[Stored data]

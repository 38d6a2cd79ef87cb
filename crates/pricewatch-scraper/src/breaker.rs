//! Per-key circuit breakers that fail fast once a tier keeps failing for a
//! retailer.
//!
//! Each breaker is a Closed → Open → HalfOpen state machine guarded by one
//! mutex. Callers acquire a [`BreakerPermit`] before doing work and resolve
//! it with the outcome; a permit dropped without an outcome (for example when
//! the surrounding future is cancelled) frees its half-open probe slot and
//! leaves the state untouched.

use std::collections::HashMap;
use std::fmt;
use std::future::Future;
use std::sync::{Arc, Mutex, MutexGuard};
use std::time::{Duration, Instant};

use pricewatch_core::AppConfig;
use serde::Serialize;
use thiserror::Error;

#[derive(Debug, Clone, Copy, PartialEq, Eq)]
pub struct BreakerConfig {
    /// Consecutive failures in Closed that open the circuit.
    pub failure_threshold: u32,
    /// Consecutive HalfOpen successes that close it again.
    pub success_threshold: u32,
    /// How long the circuit stays Open before allowing a probe.
    pub open_timeout: Duration,
    /// Concurrent probes allowed while HalfOpen.
    pub half_open_max_calls: u32,
}

impl Default for BreakerConfig {
    fn default() -> Self {
        Self {
            failure_threshold: 5,
            success_threshold: 2,
            open_timeout: Duration::from_secs(60),
            half_open_max_calls: 1,
        }
    }
}

impl BreakerConfig {
    #[must_use]
    pub fn from_app_config(config: &AppConfig) -> Self {
        Self {
            failure_threshold: config.breaker_failure_threshold,
            success_threshold: config.breaker_success_threshold,
            open_timeout: Duration::from_secs(config.breaker_open_timeout_secs),
            half_open_max_calls: config.breaker_half_open_max_calls,
        }
    }
}

#[derive(Debug, Clone, Copy, PartialEq, Eq, Serialize)]
#[serde(rename_all = "snake_case")]
pub enum CircuitState {
    Closed,
    Open,
    HalfOpen,
}

impl fmt::Display for CircuitState {
    fn fmt(&self, f: &mut fmt::Formatter<'_>) -> fmt::Result {
        f.write_str(match self {
            Self::Closed => "closed",
            Self::Open => "open",
            Self::HalfOpen => "half_open",
        })
    }
}

/// Returned when a breaker refuses a call.
#[derive(Debug, Clone, Error, PartialEq, Eq)]
#[error("circuit breaker {name} is {state}; call rejected")]
pub struct BreakerOpen {
    pub name: String,
    pub state: CircuitState,
}

/// Error from [`CircuitBreaker::call`].
#[derive(Debug, Error)]
pub enum BreakerError<E> {
    #[error(transparent)]
    Open(#[from] BreakerOpen),

    #[error("{0}")]
    Inner(E),
}

#[derive(Debug)]
struct BreakerState {
    state: CircuitState,
    consecutive_failures: u32,
    consecutive_successes: u32,
    opened_at: Option<Instant>,
    half_open_in_flight: u32,
    /// Bumped on every entry into HalfOpen so stale probes cannot touch the
    /// in-flight count of a later half-open period.
    generation: u64,
}

impl BreakerState {
    fn release_probe(&mut self, probe: Option<u64>) {
        if let Some(generation) = probe {
            if self.state == CircuitState::HalfOpen && self.generation == generation {
                self.half_open_in_flight = self.half_open_in_flight.saturating_sub(1);
            }
        }
    }
}

pub struct CircuitBreaker {
    name: String,
    config: BreakerConfig,
    inner: Mutex<BreakerState>,
}

impl fmt::Debug for CircuitBreaker {
    fn fmt(&self, f: &mut fmt::Formatter<'_>) -> fmt::Result {
        f.debug_struct("CircuitBreaker")
            .field("name", &self.name)
            .field("config", &self.config)
            .field("state", &self.state())
            .finish()
    }
}

impl CircuitBreaker {
    #[must_use]
    pub fn new(name: impl Into<String>, config: BreakerConfig) -> Self {
        Self {
            name: name.into(),
            config,
            inner: Mutex::new(BreakerState {
                state: CircuitState::Closed,
                consecutive_failures: 0,
                consecutive_successes: 0,
                opened_at: None,
                half_open_in_flight: 0,
                generation: 0,
            }),
        }
    }

    #[must_use]
    pub fn name(&self) -> &str {
        &self.name
    }

    #[must_use]
    pub fn config(&self) -> BreakerConfig {
        self.config
    }

    /// Current state. An Open breaker whose timeout has elapsed still reports
    /// Open until the next acquisition moves it to HalfOpen.
    #[must_use]
    pub fn state(&self) -> CircuitState {
        self.lock().state
    }

    #[must_use]
    pub fn consecutive_failures(&self) -> u32 {
        self.lock().consecutive_failures
    }

    fn lock(&self) -> MutexGuard<'_, BreakerState> {
        // Plain counters; still consistent after a panic elsewhere.
        self.inner
            .lock()
            .unwrap_or_else(std::sync::PoisonError::into_inner)
    }

    /// Asks for permission to make one call.
    ///
    /// # Errors
    ///
    /// Returns [`BreakerOpen`] while the circuit is Open and its timeout has
    /// not elapsed, or when HalfOpen already has the maximum number of
    /// probes in flight.
    pub fn try_acquire(&self) -> Result<BreakerPermit<'_>, BreakerOpen> {
        let mut inner = self.lock();

        if inner.state == CircuitState::Open {
            let elapsed = inner
                .opened_at
                .is_none_or(|opened| opened.elapsed() >= self.config.open_timeout);
            if !elapsed {
                return Err(self.rejected(CircuitState::Open));
            }
            inner.state = CircuitState::HalfOpen;
            inner.consecutive_successes = 0;
            inner.half_open_in_flight = 0;
            inner.generation += 1;
            tracing::warn!(breaker = %self.name, "circuit breaker half-open; probing");
        }

        match inner.state {
            CircuitState::Closed => Ok(BreakerPermit::new(self, None)),
            CircuitState::HalfOpen => {
                if inner.half_open_in_flight >= self.config.half_open_max_calls {
                    return Err(self.rejected(CircuitState::HalfOpen));
                }
                inner.half_open_in_flight += 1;
                Ok(BreakerPermit::new(self, Some(inner.generation)))
            }
            CircuitState::Open => Err(self.rejected(CircuitState::Open)),
        }
    }

    fn rejected(&self, state: CircuitState) -> BreakerOpen {
        tracing::debug!(breaker = %self.name, %state, "circuit breaker rejected call");
        BreakerOpen {
            name: self.name.clone(),
            state,
        }
    }

    /// Runs `operation` under a permit and records its outcome.
    ///
    /// # Errors
    ///
    /// Returns [`BreakerError::Open`] without running `operation` when the
    /// breaker rejects the call, or [`BreakerError::Inner`] with the
    /// operation's own error.
    pub async fn call<T, E, F, Fut>(&self, operation: F) -> Result<T, BreakerError<E>>
    where
        F: FnOnce() -> Fut,
        Fut: Future<Output = Result<T, E>>,
    {
        let permit = self.try_acquire()?;
        match operation().await {
            Ok(value) => {
                permit.record_success();
                Ok(value)
            }
            Err(err) => {
                permit.record_failure();
                Err(BreakerError::Inner(err))
            }
        }
    }

    fn on_success(&self, probe: Option<u64>) {
        let mut inner = self.lock();
        inner.release_probe(probe);
        match inner.state {
            CircuitState::Closed => inner.consecutive_failures = 0,
            CircuitState::HalfOpen => {
                inner.consecutive_successes += 1;
                if inner.consecutive_successes >= self.config.success_threshold {
                    inner.state = CircuitState::Closed;
                    inner.consecutive_failures = 0;
                    inner.consecutive_successes = 0;
                    inner.opened_at = None;
                    inner.half_open_in_flight = 0;
                    tracing::warn!(breaker = %self.name, "circuit breaker closed");
                }
            }
            // A call admitted before the circuit opened finished late.
            CircuitState::Open => {}
        }
    }

    fn on_failure(&self, probe: Option<u64>) {
        let mut inner = self.lock();
        inner.release_probe(probe);
        match inner.state {
            CircuitState::Closed => {
                inner.consecutive_failures += 1;
                if inner.consecutive_failures >= self.config.failure_threshold {
                    inner.state = CircuitState::Open;
                    inner.opened_at = Some(Instant::now());
                    tracing::warn!(
                        breaker = %self.name,
                        failures = inner.consecutive_failures,
                        "circuit breaker opened"
                    );
                }
            }
            CircuitState::HalfOpen => {
                inner.state = CircuitState::Open;
                inner.opened_at = Some(Instant::now());
                inner.consecutive_successes = 0;
                inner.half_open_in_flight = 0;
                tracing::warn!(breaker = %self.name, "half-open probe failed; circuit breaker re-opened");
            }
            CircuitState::Open => {}
        }
    }
}

/// Permission for one call through a [`CircuitBreaker`].
#[must_use = "a permit should be resolved with record_success or record_failure"]
pub struct BreakerPermit<'a> {
    breaker: &'a CircuitBreaker,
    /// Half-open generation when this permit is a probe.
    probe: Option<u64>,
    resolved: bool,
}

impl<'a> BreakerPermit<'a> {
    fn new(breaker: &'a CircuitBreaker, probe: Option<u64>) -> Self {
        Self {
            breaker,
            probe,
            resolved: false,
        }
    }

    pub fn record_success(mut self) {
        self.resolved = true;
        self.breaker.on_success(self.probe);
    }

    pub fn record_failure(mut self) {
        self.resolved = true;
        self.breaker.on_failure(self.probe);
    }
}

impl Drop for BreakerPermit<'_> {
    fn drop(&mut self) {
        if !self.resolved {
            self.breaker.lock().release_probe(self.probe);
        }
    }
}

/// Point-in-time view of one breaker, for monitoring.
#[derive(Debug, Clone, PartialEq, Eq, Serialize)]
pub struct BreakerSnapshot {
    pub name: String,
    pub state: CircuitState,
    pub consecutive_failures: u32,
}

/// Lazily-populated map of named breakers shared by every extraction.
#[derive(Debug, Default)]
pub struct BreakerRegistry {
    default_config: BreakerConfig,
    overrides: Vec<(String, BreakerConfig)>,
    breakers: Mutex<HashMap<String, Arc<CircuitBreaker>>>,
}

impl BreakerRegistry {
    #[must_use]
    pub fn new(default_config: BreakerConfig) -> Self {
        Self {
            default_config,
            overrides: Vec::new(),
            breakers: Mutex::new(HashMap::new()),
        }
    }

    /// Uses `config` for every breaker whose name starts with `prefix`. The
    /// longest matching prefix wins.
    #[must_use]
    pub fn with_override(mut self, prefix: impl Into<String>, config: BreakerConfig) -> Self {
        self.overrides.push((prefix.into(), config));
        self
    }

    fn config_for(&self, name: &str) -> BreakerConfig {
        self.overrides
            .iter()
            .filter(|(prefix, _)| name.starts_with(prefix.as_str()))
            .max_by_key(|(prefix, _)| prefix.len())
            .map_or(self.default_config, |(_, config)| *config)
    }

    /// Returns the breaker for `name`, creating it on first use.
    pub fn get(&self, name: &str) -> Arc<CircuitBreaker> {
        let mut breakers = self
            .breakers
            .lock()
            .unwrap_or_else(std::sync::PoisonError::into_inner);
        if let Some(existing) = breakers.get(name) {
            return Arc::clone(existing);
        }
        let breaker = Arc::new(CircuitBreaker::new(name, self.config_for(name)));
        breakers.insert(name.to_owned(), Arc::clone(&breaker));
        breaker
    }

    /// All breakers created so far, sorted by name.
    #[must_use]
    pub fn snapshot(&self) -> Vec<BreakerSnapshot> {
        let breakers: Vec<Arc<CircuitBreaker>> = self
            .breakers
            .lock()
            .unwrap_or_else(std::sync::PoisonError::into_inner)
            .values()
            .cloned()
            .collect();

        let mut snapshot: Vec<BreakerSnapshot> = breakers
            .iter()
            .map(|b| {
                let inner = b.lock();
                BreakerSnapshot {
                    name: b.name.clone(),
                    state: inner.state,
                    consecutive_failures: inner.consecutive_failures,
                }
            })
            .collect();
        snapshot.sort_by(|a, b| a.name.cmp(&b.name));
        snapshot
    }
}

#[cfg(test)]
#[path = "breaker_test.rs"]
mod tests;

**TO DO**
Gather all lines of the records that include the word "enum".

**TASK RESPONSE**
pub enum CircuitState {
pub enum BreakerError<E> {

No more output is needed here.